September 26-October 5, 2024 with Doug Gochfeld
Birding the Bering Sea islands during fall is in some ways one of the most unpredictable types of birding in North America. The Bering isn’t on the regular flight path for many species of migrants, so there is no migration spectacle that you can bank on. Whether we see far flung vagrants from Asia, interesting seabirds which spend their time over the open ocean far from land, or American species which found their way out to the Bering during their own journeys south depends on a combination of the whims of mother nature and the decisions of individual birds as they choose the next steps on their journey south.
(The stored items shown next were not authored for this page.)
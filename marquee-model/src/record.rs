use chrono::{DateTime, Utc};
use serde::{Deserialize, Serialize};

use crate::ExternalId;

/// Canonical metadata for one movie as returned by the provider.
///
/// Immutable once fetched; cached keyed by [`ExternalId`]. Several source
/// files (multi-part rips) may share one record.
#[derive(Debug, Clone, PartialEq, Serialize, Deserialize)]
pub struct MetadataRecord {
    pub id: ExternalId,
    pub title: String,
    pub year: u16,
    /// Genres in provider order.
    pub genres: Vec<String>,
    /// Credited cast in billing order.
    pub cast: Vec<String>,
    pub directors: Vec<String>,
    pub poster_url: Option<String>,
    /// Vote count from the provider, used as a deterministic tie-break when
    /// two candidates score equally.
    pub vote_count: u64,
    /// Provider popularity score.
    pub popularity: f64,
    pub runtime_minutes: Option<u32>,
    /// When this record was fetched; stale records get refreshed.
    pub fetched_at: DateTime<Utc>,
}

impl MetadataRecord {
    /// Display name used for link naming: `Title (Year)`, with path
    /// separators replaced so the name stays a single path component.
    pub fn display_name(&self) -> String {
        sanitize_component(&format!("{} ({})", self.title, self.year))
    }

    /// Short description for log output.
    pub fn short(&self) -> String {
        format!("{} ({}) [{}]", self.title, self.year, self.genres.join(", "))
    }

    /// Bucket label for the runtime axis, e.g. `"90-105 minutes"`.
    pub fn runtime_bucket(&self, interval_minutes: u32) -> Option<String> {
        let interval = interval_minutes.max(1);
        let runtime = self.runtime_minutes?;
        let lower = runtime / interval * interval;
        Some(format!("{}-{} minutes", lower, lower + interval))
    }

    /// Whole days since the record was fetched from the provider.
    pub fn age_days(&self, now: DateTime<Utc>) -> i64 {
        (now - self.fetched_at).num_days()
    }
}

/// Replace characters that would split a name into multiple path components.
pub fn sanitize_component(name: &str) -> String {
    name.replace(['/', '\\', '\0'], "_")
}

#[cfg(test)]
mod tests {
    use super::*;

    fn record(title: &str, year: u16) -> MetadataRecord {
        MetadataRecord {
            id: ExternalId::new("tt0000001"),
            title: title.to_string(),
            year,
            genres: vec!["Drama".to_string()],
            cast: Vec::new(),
            directors: Vec::new(),
            poster_url: None,
            vote_count: 0,
            popularity: 0.0,
            runtime_minutes: Some(112),
            fetched_at: Utc::now(),
        }
    }

    #[test]
    fn display_name_includes_year() {
        assert_eq!(record("Playtime", 1967).display_name(), "Playtime (1967)");
    }

    #[test]
    fn display_name_is_a_single_component() {
        assert_eq!(
            record("Face/Off", 1997).display_name(),
            "Face_Off (1997)"
        );
    }

    #[test]
    fn runtime_buckets_round_down() {
        let rec = record("Playtime", 1967);
        assert_eq!(rec.runtime_bucket(15), Some("105-120 minutes".to_string()));
        assert_eq!(rec.runtime_bucket(30), Some("90-120 minutes".to_string()));
    }
}
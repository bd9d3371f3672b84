//! Marquee engine: identifies movie files and maintains a browsable symlink
//! hierarchy over them.
//!
//! The pipeline is scan, parse, resolve, plan, sync. Each stage is usable on
//! its own; [`pipeline::Engine`] wires them together for the common case.
//! The external metadata source is abstracted behind
//! [`provider::MetadataProvider`], so this crate contains no network code.

pub mod cache;
pub mod error;
pub mod parser;
pub mod pipeline;
pub mod planner;
pub mod provider;
pub mod resolver;
pub mod scan;
pub mod settings;
pub mod sync;

pub use cache::RecordCache;
pub use error::{EngineError, Result};
pub use parser::{NameParser, Stoplist};
pub use pipeline::{Engine, PipelineReport};
pub use planner::HierarchyPlanner;
pub use provider::{MetadataProvider, ProviderError};
pub use resolver::{Resolution, Resolver};
pub use scan::LibraryScanner;
pub use settings::{
    EngineSettings, PlannerSettings, RetryPolicy, ScoringSettings,
};
pub use sync::{SyncAction, SyncFailure, SyncReport, TreeSynchronizer};
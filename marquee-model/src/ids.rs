use serde::{Deserialize, Serialize};

/// Strongly typed identifier assigned by the external metadata provider.
///
/// Opaque to the engine; equality and ordering are all we rely on. Ordering
/// gives the planner a deterministic tie-break when link names collide.
#[derive(
    Debug, Clone, PartialEq, Eq, PartialOrd, Ord, Hash, Serialize, Deserialize,
)]
#[serde(transparent)]
pub struct ExternalId(pub String);

impl ExternalId {
    pub fn new(id: impl Into<String>) -> Self {
        Self(id.into())
    }

    pub fn as_str(&self) -> &str {
        &self.0
    }
}

impl From<&str> for ExternalId {
    fn from(id: &str) -> Self {
        Self(id.to_string())
    }
}

impl std::fmt::Display for ExternalId {
    fn fmt(&self, f: &mut std::fmt::Formatter<'_>) -> std::fmt::Result {
        write!(f, "{}", self.0)
    }
}
use std::path::PathBuf;

use chrono::{DateTime, Utc};
use serde::{Deserialize, Serialize};

use crate::ExternalId;

/// Identity of a media file on disk: path plus the metadata that tells us
/// whether the file changed since we last resolved it.
///
/// Two identities with the same path but different modification times are
/// different identities; a cached resolution keyed on the old one is stale.
#[derive(Debug, Clone, PartialEq, Eq, Serialize, Deserialize)]
pub struct FileIdentity {
    pub path: PathBuf,
    pub modified: DateTime<Utc>,
    pub len: u64,
}

impl FileIdentity {
    pub fn new(path: PathBuf, modified: DateTime<Utc>, len: u64) -> Self {
        Self {
            path,
            modified,
            len,
        }
    }

    /// True when `other` describes the same on-disk content: same path and
    /// the file was not rewritten in between.
    pub fn is_unchanged(&self, other: &FileIdentity) -> bool {
        self.path == other.path
            && self.modified == other.modified
            && self.len == other.len
    }
}

/// A media file discovered during a library scan.
#[derive(Debug, Clone, PartialEq, Eq)]
pub struct SourceFile {
    pub identity: FileIdentity,
    /// Provider id harvested from a companion text file next to the media
    /// file, if one was found. Takes precedence over title search.
    pub id_hint: Option<ExternalId>,
}

impl SourceFile {
    pub fn new(identity: FileIdentity) -> Self {
        Self {
            identity,
            id_hint: None,
        }
    }

    pub fn with_hint(identity: FileIdentity, hint: ExternalId) -> Self {
        Self {
            identity,
            id_hint: Some(hint),
        }
    }

    pub fn path(&self) -> &std::path::Path {
        &self.identity.path
    }

    /// Filename without the extension, used for link naming of multi-part
    /// files sharing one metadata record.
    pub fn stem(&self) -> Option<&str> {
        self.identity.path.file_stem().and_then(|s| s.to_str())
    }
}
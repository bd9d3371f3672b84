//! Metadata provider seam.
//!
//! The actual network client lives outside this crate; the engine only
//! depends on this trait. Implementations are expected to apply their own
//! internal ranking to search results; the resolver re-scores candidates
//! independently.

use async_trait::async_trait;
use marquee_model::{ExternalId, MetadataRecord};

#[derive(Debug, thiserror::Error)]
pub enum ProviderError {
    #[error("request timed out")]
    Timeout,

    #[error("rate limited")]
    RateLimited,

    #[error("malformed response: {0}")]
    Malformed(String),

    #[error("API error: {0}")]
    Api(String),

    /// A fetch by id for an id the provider does not know. Not retryable.
    #[error("unknown id: {0}")]
    UnknownId(ExternalId),
}

impl ProviderError {
    /// Transient failures are retried with backoff; an unknown id never
    /// becomes known by retrying.
    pub fn is_retryable(&self) -> bool {
        !matches!(self, Self::UnknownId(_))
    }
}

/// Query interface of the external movie metadata source.
#[async_trait]
pub trait MetadataProvider: Send + Sync {
    /// Search by title (and year when known), returning candidate records in
    /// provider ranking order.
    async fn search(
        &self,
        title: &str,
        year: Option<u16>,
    ) -> Result<Vec<MetadataRecord>, ProviderError>;

    /// Fetch one record by its canonical id. Used for forced id hints,
    /// manual disambiguation decisions, and stale-record refresh.
    async fn fetch(
        &self,
        id: &ExternalId,
    ) -> Result<MetadataRecord, ProviderError>;
}
//! Link tree reconciliation.
//!
//! Diffs the desired link set against the on-disk tree and applies minimal
//! create/repoint/delete operations. The pass is idempotent and best-effort:
//! a denied entry is recorded and skipped, never aborting the batch.
//!
//! Ownership rule: only symlinks whose target resolves under one of the
//! scanned library roots (or which are broken) are considered ours and may
//! be removed. Ordinary files, directories, and foreign symlinks are left
//! alone.

use std::collections::BTreeMap;
use std::path::{Component, Path, PathBuf};

use marquee_model::LinkPlanEntry;
use tracing::{debug, warn};

use crate::error::{EngineError, Result};

/// One reconciliation decision for a link path.
#[derive(Debug, Clone, PartialEq, Eq)]
pub enum SyncAction {
    Create { target: PathBuf },
    Repoint { target: PathBuf },
    Delete,
    Keep,
}

/// A non-fatal per-entry failure recorded during the pass.
#[derive(Debug, Clone)]
pub struct SyncFailure {
    pub path: PathBuf,
    pub message: String,
}

/// Mutation counts and failures for one synchronization pass. A second run
/// with unchanged input reports zero mutations.
#[derive(Debug, Default)]
pub struct SyncReport {
    pub created: usize,
    pub repointed: usize,
    pub removed: usize,
    pub unchanged: usize,
    pub failures: Vec<SyncFailure>,
}

impl SyncReport {
    pub fn mutations(&self) -> usize {
        self.created + self.repointed + self.removed
    }
}

/// Applies a link plan to the filesystem.
#[derive(Debug, Clone)]
pub struct TreeSynchronizer {
    link_root: PathBuf,
    library_roots: Vec<PathBuf>,
    relative_links: bool,
}

impl TreeSynchronizer {
    pub fn new(
        link_root: PathBuf,
        library_roots: Vec<PathBuf>,
        relative_links: bool,
    ) -> Self {
        Self {
            link_root,
            library_roots,
            relative_links,
        }
    }

    /// Reconcile the tree under the link root with `desired`.
    ///
    /// Fails only when the link root itself is unreachable; everything else
    /// degrades to per-entry failures in the report.
    pub async fn sync(&self, desired: &[LinkPlanEntry]) -> Result<SyncReport> {
        tokio::fs::create_dir_all(&self.link_root)
            .await
            .map_err(|e| EngineError::denied(&self.link_root, e))?;

        let mut report = SyncReport::default();

        let desired: BTreeMap<PathBuf, PathBuf> = desired
            .iter()
            .map(|entry| {
                (
                    self.link_root.join(&entry.link),
                    lexical_normalize(&entry.target),
                )
            })
            .collect();

        let existing = self.collect_links(&mut report).await;
        let actions = self.plan_actions(&desired, &existing);

        let mut deleted_parents: Vec<PathBuf> = Vec::new();
        for (link, action) in actions {
            match action {
                SyncAction::Keep => report.unchanged += 1,
                SyncAction::Create { target } => {
                    self.apply_create(&link, &target, &mut report).await;
                }
                SyncAction::Repoint { target } => {
                    self.apply_repoint(&link, &target, &mut report).await;
                }
                SyncAction::Delete => {
                    self.apply_delete(&link, &mut report).await;
                    if let Some(parent) = link.parent() {
                        deleted_parents.push(parent.to_path_buf());
                    }
                }
            }
        }

        self.prune_emptied_dirs(deleted_parents).await;

        debug!(
            created = report.created,
            repointed = report.repointed,
            removed = report.removed,
            unchanged = report.unchanged,
            failures = report.failures.len(),
            "synchronization pass complete"
        );
        Ok(report)
    }

    /// Pure reconciliation over the two sorted maps. Foreign symlinks inside
    /// the tree produce no action at all.
    fn plan_actions(
        &self,
        desired: &BTreeMap<PathBuf, PathBuf>,
        existing: &BTreeMap<PathBuf, PathBuf>,
    ) -> Vec<(PathBuf, SyncAction)> {
        let mut actions = Vec::new();

        for (link, raw_target) in existing {
            let resolved = resolve_link_target(link, raw_target);
            match desired.get(link) {
                Some(want) if *want == resolved => {
                    actions.push((link.clone(), SyncAction::Keep));
                }
                Some(want) => {
                    actions.push((
                        link.clone(),
                        SyncAction::Repoint {
                            target: want.clone(),
                        },
                    ));
                }
                None => {
                    if self.owns(&resolved) {
                        actions.push((link.clone(), SyncAction::Delete));
                    } else {
                        debug!(
                            "leaving foreign symlink {} alone",
                            link.display()
                        );
                    }
                }
            }
        }

        for (link, target) in desired {
            if !existing.contains_key(link) {
                actions.push((
                    link.clone(),
                    SyncAction::Create {
                        target: target.clone(),
                    },
                ));
            }
        }

        actions
    }

    /// Walk the link tree collecting `link -> raw target` for every symlink.
    /// Does not follow symlinks.
    async fn collect_links(
        &self,
        report: &mut SyncReport,
    ) -> BTreeMap<PathBuf, PathBuf> {
        let mut links = BTreeMap::new();
        let mut stack = vec![self.link_root.clone()];
        while let Some(dir) = stack.pop() {
            let mut entries = match tokio::fs::read_dir(&dir).await {
                Ok(entries) => entries,
                Err(err) => {
                    record_failure(report, &dir, &err);
                    continue;
                }
            };
            loop {
                match entries.next_entry().await {
                    Ok(Some(entry)) => {
                        let path = entry.path();
                        let file_type = match entry.file_type().await {
                            Ok(ft) => ft,
                            Err(err) => {
                                record_failure(report, &path, &err);
                                continue;
                            }
                        };
                        if file_type.is_symlink() {
                            match tokio::fs::read_link(&path).await {
                                Ok(target) => {
                                    links.insert(path, target);
                                }
                                Err(err) => {
                                    record_failure(report, &path, &err);
                                }
                            }
                        } else if file_type.is_dir() {
                            stack.push(path);
                        }
                    }
                    Ok(None) => break,
                    Err(err) => {
                        record_failure(report, &dir, &err);
                        break;
                    }
                }
            }
        }
        links
    }

    /// A link is ours when its target resolves under a library root, or when
    /// it dangles (its movie was deleted, which is exactly the case where we
    /// must clean up).
    fn owns(&self, resolved_target: &Path) -> bool {
        self.library_roots
            .iter()
            .any(|root| resolved_target.starts_with(root))
            || !resolved_target.exists()
    }

    async fn apply_create(
        &self,
        link: &Path,
        target: &Path,
        report: &mut SyncReport,
    ) {
        if let Some(parent) = link.parent() {
            if let Err(err) = tokio::fs::create_dir_all(parent).await {
                record_failure(report, link, &err);
                return;
            }
        }
        match make_symlink(&self.link_target(link, target), link).await {
            Ok(()) => report.created += 1,
            Err(err) => record_failure(report, link, &err),
        }
    }

    async fn apply_repoint(
        &self,
        link: &Path,
        target: &Path,
        report: &mut SyncReport,
    ) {
        if let Err(err) = tokio::fs::remove_file(link).await {
            record_failure(report, link, &err);
            return;
        }
        match make_symlink(&self.link_target(link, target), link).await {
            Ok(()) => report.repointed += 1,
            Err(err) => record_failure(report, link, &err),
        }
    }

    async fn apply_delete(&self, link: &Path, report: &mut SyncReport) {
        match tokio::fs::remove_file(link).await {
            Ok(()) => report.removed += 1,
            Err(err) => record_failure(report, link, &err),
        }
    }

    /// Remove directories we emptied, climbing towards the link root and
    /// stopping at the first non-empty ancestor. Never removes the root.
    async fn prune_emptied_dirs(&self, mut parents: Vec<PathBuf>) {
        parents.sort();
        parents.dedup();
        for parent in parents {
            let mut dir = parent;
            while dir != self.link_root && dir.starts_with(&self.link_root) {
                // remove_dir fails on non-empty directories, which is the
                // stop condition.
                if tokio::fs::remove_dir(&dir).await.is_err() {
                    break;
                }
                match dir.parent() {
                    Some(up) => dir = up.to_path_buf(),
                    None => break,
                }
            }
        }
    }

    /// Target value actually written into the symlink.
    fn link_target(&self, link: &Path, target: &Path) -> PathBuf {
        if self.relative_links {
            if let Some(parent) = link.parent() {
                return relative_walk_up(target, parent);
            }
        }
        target.to_path_buf()
    }
}

fn record_failure(report: &mut SyncReport, path: &Path, err: &std::io::Error) {
    warn!("sync failure at {}: {err}", path.display());
    report.failures.push(SyncFailure {
        path: path.to_path_buf(),
        message: err.to_string(),
    });
}

#[cfg(unix)]
async fn make_symlink(target: &Path, link: &Path) -> std::io::Result<()> {
    tokio::fs::symlink(target, link).await
}

#[cfg(windows)]
async fn make_symlink(target: &Path, link: &Path) -> std::io::Result<()> {
    tokio::fs::symlink_file(target, link).await
}

/// Resolve a possibly-relative symlink target against the link's parent.
fn resolve_link_target(link: &Path, raw_target: &Path) -> PathBuf {
    if raw_target.is_absolute() {
        lexical_normalize(raw_target)
    } else {
        let base = link.parent().unwrap_or_else(|| Path::new("/"));
        lexical_normalize(&base.join(raw_target))
    }
}

/// Collapse `.` and `..` components without touching the filesystem.
fn lexical_normalize(path: &Path) -> PathBuf {
    let mut out = PathBuf::new();
    for component in path.components() {
        match component {
            Component::CurDir => {}
            Component::ParentDir => {
                if !out.pop() {
                    out.push(Component::ParentDir);
                }
            }
            other => out.push(other),
        }
    }
    out
}

/// Relative path from `base` to `target`, walking up as needed. Both paths
/// must be absolute and lexically normalized.
fn relative_walk_up(target: &Path, base: &Path) -> PathBuf {
    let target_parts: Vec<Component> = target.components().collect();
    let base_parts: Vec<Component> = base.components().collect();

    let common = target_parts
        .iter()
        .zip(base_parts.iter())
        .take_while(|(a, b)| a == b)
        .count();

    let mut out = PathBuf::new();
    for _ in common..base_parts.len() {
        out.push("..");
    }
    for part in &target_parts[common..] {
        out.push(part);
    }
    if out.as_os_str().is_empty() {
        out.push(".");
    }
    out
}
We boarded the Ravn Airlines Dash-8 in Anchorage brimming with optimism due to their recent productive run of Asian birds and the new batch of west winds that were incoming to the island. We hopped off our 4-hour flight (including a re-fueling stop in Bethel) in the mid-afternoon, and after quickly being shown our rooms and getting into our birding gear, we were off to the races. We made a brief stop to see the Bering Sea specialty Red-legged Kittiwakes coming in to bathe at a lake, and then were quickly off to search for a Baikal Teal which had been seen on the island for the past few days, and after some slogging around one of the larger lakes on the island (Pumphouse Lake, since the aquafer under it is where the town gets its drinking water from), we found this cryptic duck amidst the horde of Green-winged Teals haunting the marshy edges of the lake. We also saw our first Sharp-tailed Sandpipers, and a trio of Long-billed Dowitchers (our best views of the tour), completing an excellent first stop, and getting the tour started with a bang.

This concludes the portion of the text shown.